About this exercise
Up to and including the line that contains "a legal step.", repeat each line of the data exactly, starting from the first.

Recorded data
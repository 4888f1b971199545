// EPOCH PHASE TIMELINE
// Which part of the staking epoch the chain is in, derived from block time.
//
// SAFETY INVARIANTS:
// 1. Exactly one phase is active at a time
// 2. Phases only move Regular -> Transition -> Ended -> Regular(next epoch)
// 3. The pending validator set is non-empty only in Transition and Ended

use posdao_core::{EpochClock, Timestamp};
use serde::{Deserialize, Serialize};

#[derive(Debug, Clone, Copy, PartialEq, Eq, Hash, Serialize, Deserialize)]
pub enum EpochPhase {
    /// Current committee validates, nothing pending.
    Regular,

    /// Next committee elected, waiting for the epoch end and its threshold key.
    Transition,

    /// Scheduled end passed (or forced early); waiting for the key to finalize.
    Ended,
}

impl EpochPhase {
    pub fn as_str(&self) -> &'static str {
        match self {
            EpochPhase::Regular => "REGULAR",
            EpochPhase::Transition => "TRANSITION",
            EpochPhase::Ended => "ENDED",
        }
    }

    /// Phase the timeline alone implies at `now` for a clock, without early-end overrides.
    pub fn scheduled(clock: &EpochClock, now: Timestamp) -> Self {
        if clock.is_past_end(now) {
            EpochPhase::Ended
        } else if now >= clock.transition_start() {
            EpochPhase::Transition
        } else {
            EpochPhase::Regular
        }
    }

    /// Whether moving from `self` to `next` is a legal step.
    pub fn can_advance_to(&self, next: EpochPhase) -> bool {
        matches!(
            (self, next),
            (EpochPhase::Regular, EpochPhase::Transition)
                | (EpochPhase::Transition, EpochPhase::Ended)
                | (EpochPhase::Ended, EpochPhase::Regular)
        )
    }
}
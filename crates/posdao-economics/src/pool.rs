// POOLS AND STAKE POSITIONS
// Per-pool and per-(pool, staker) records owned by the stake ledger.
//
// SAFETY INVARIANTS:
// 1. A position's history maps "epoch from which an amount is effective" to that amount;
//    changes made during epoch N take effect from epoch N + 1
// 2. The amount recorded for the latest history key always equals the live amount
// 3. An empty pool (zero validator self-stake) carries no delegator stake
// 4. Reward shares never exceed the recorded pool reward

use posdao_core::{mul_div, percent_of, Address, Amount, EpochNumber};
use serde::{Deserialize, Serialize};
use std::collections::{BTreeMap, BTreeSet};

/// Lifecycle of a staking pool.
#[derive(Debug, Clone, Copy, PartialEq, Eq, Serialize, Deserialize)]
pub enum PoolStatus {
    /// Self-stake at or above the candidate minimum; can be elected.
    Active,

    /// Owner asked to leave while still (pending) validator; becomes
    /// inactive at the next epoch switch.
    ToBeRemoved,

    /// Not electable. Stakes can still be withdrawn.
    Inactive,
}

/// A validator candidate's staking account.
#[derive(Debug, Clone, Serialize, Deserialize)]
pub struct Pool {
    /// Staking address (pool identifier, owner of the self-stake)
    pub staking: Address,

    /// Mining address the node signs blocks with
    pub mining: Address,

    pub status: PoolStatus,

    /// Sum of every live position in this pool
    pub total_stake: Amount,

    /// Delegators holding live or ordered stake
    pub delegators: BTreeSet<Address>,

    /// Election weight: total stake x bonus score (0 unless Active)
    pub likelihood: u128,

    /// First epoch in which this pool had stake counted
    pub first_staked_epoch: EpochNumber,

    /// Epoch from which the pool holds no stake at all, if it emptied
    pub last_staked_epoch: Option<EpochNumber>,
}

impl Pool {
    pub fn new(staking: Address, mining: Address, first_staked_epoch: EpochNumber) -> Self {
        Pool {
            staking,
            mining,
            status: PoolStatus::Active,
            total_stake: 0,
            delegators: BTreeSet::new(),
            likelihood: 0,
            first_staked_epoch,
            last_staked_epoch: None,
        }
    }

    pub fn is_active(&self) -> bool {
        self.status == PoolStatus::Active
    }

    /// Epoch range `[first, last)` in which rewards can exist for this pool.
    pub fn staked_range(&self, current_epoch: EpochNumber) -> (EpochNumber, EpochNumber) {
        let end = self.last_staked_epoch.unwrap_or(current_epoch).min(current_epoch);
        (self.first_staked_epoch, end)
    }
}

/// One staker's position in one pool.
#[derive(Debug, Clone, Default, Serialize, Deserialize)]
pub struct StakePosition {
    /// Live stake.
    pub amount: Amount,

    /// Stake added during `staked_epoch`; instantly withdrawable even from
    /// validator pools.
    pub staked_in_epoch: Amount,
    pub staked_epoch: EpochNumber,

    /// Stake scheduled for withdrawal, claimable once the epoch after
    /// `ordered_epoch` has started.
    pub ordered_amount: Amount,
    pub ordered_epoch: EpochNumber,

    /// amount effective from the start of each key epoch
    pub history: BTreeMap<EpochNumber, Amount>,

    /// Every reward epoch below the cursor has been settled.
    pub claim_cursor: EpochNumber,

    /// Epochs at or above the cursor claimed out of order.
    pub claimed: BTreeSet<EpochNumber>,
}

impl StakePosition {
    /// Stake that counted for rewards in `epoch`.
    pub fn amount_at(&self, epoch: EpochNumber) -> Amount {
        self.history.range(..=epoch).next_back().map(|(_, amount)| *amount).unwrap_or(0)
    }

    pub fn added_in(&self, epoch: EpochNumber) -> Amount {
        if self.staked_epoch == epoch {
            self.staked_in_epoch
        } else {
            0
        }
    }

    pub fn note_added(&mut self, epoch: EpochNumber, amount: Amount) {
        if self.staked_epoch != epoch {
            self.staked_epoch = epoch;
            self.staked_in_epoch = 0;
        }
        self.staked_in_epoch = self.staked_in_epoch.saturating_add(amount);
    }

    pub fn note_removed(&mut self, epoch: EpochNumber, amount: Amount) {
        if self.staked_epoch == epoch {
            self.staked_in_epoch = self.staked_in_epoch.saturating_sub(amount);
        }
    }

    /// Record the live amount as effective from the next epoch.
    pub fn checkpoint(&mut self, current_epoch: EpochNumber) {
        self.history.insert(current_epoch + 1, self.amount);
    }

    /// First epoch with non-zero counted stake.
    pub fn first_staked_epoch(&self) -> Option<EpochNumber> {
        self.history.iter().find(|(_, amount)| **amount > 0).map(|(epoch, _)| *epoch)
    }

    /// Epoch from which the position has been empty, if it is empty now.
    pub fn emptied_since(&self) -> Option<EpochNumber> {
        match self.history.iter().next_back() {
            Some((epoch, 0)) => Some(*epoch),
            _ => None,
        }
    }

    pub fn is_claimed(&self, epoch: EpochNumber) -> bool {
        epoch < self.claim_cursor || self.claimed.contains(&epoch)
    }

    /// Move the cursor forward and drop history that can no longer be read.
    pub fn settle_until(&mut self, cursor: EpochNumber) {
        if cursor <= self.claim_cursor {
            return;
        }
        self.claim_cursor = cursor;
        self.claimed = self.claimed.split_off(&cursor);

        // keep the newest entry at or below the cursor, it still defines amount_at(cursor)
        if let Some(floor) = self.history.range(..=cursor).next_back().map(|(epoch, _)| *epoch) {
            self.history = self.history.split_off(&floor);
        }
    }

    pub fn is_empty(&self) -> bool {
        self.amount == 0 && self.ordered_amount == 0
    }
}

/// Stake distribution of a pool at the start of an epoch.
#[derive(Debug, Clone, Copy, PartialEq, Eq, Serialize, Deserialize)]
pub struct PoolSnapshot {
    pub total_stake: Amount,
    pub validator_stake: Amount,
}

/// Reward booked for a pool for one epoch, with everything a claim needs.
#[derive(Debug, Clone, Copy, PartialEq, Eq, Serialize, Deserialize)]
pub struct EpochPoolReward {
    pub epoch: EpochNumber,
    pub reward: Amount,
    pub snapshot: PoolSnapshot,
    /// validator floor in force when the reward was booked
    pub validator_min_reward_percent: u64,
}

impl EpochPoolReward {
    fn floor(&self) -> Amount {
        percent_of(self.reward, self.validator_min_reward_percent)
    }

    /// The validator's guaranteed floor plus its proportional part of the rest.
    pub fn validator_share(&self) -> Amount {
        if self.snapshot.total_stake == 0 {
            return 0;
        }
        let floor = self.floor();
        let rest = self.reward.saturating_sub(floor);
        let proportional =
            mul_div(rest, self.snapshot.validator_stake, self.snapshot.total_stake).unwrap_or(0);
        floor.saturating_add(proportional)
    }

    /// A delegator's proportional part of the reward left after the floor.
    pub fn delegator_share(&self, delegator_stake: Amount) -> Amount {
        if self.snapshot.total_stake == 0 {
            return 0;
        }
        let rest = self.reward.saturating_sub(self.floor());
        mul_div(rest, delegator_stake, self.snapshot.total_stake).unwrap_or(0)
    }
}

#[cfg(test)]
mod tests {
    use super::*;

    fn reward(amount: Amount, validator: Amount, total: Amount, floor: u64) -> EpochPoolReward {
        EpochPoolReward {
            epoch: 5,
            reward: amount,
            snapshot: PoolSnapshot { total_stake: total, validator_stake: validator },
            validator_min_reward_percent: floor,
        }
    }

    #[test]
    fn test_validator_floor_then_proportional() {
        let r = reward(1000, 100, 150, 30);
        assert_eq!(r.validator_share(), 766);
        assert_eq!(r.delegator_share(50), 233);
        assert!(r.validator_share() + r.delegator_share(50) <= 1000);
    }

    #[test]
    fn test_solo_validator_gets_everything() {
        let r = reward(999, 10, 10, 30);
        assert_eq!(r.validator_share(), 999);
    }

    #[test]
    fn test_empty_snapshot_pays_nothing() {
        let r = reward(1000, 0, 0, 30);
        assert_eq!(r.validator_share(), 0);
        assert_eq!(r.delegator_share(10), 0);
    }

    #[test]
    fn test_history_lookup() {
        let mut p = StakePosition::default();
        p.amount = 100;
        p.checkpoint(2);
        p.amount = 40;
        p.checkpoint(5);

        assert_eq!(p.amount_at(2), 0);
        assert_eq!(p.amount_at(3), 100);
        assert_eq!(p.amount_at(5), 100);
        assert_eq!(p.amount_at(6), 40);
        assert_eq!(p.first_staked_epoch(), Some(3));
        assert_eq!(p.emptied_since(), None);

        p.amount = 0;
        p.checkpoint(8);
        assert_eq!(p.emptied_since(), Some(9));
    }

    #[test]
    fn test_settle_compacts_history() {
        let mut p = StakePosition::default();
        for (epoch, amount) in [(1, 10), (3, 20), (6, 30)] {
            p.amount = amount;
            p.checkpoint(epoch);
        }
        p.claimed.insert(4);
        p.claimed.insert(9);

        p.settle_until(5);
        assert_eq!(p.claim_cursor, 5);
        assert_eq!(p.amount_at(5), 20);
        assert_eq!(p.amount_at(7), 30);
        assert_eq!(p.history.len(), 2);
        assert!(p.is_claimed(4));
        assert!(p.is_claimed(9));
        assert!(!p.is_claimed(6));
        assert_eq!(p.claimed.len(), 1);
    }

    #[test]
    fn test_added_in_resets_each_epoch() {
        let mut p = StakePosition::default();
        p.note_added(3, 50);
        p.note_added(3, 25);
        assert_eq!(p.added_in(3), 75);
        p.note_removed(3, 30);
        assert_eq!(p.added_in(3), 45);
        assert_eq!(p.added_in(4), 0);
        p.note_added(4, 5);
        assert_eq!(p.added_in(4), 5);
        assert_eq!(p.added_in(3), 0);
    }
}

Worked solution
repository 4888f1b971199545
// EPOCH PHASE TIMELINE
// Which part of the staking epoch the chain is in, derived from block time.
//
// SAFETY INVARIANTS:
// 1. Exactly one phase is active at a time
// 2. Phases only move Regular -> Transition -> Ended -> Regular(next epoch)
// 3. The pending validator set is non-empty only in Transition and Ended

use posdao_core::{EpochClock, Timestamp};
use serde::{Deserialize, Serialize};

#[derive(Debug, Clone, Copy, PartialEq, Eq, Hash, Serialize, Deserialize)]
pub enum EpochPhase {
    /// Current committee validates, nothing pending.
    Regular,

    /// Next committee elected, waiting for the epoch end and its threshold key.
    Transition,

    /// Scheduled end passed (or forced early); waiting for the key to finalize.
    Ended,
}

impl EpochPhase {
    pub fn as_str(&self) -> &'static str {
        match self {
            EpochPhase::Regular => "REGULAR",
            EpochPhase::Transition => "TRANSITION",
            EpochPhase::Ended => "ENDED",
        }
    }

    /// Phase the timeline alone implies at `now` for a clock, without early-end overrides.
    pub fn scheduled(clock: &EpochClock, now: Timestamp) -> Self {
        if clock.is_past_end(now) {
            EpochPhase::Ended
        } else if now >= clock.transition_start() {
            EpochPhase::Transition
        } else {
            EpochPhase::Regular
        }
    }

    /// Whether moving from `self` to `next` is a legal step.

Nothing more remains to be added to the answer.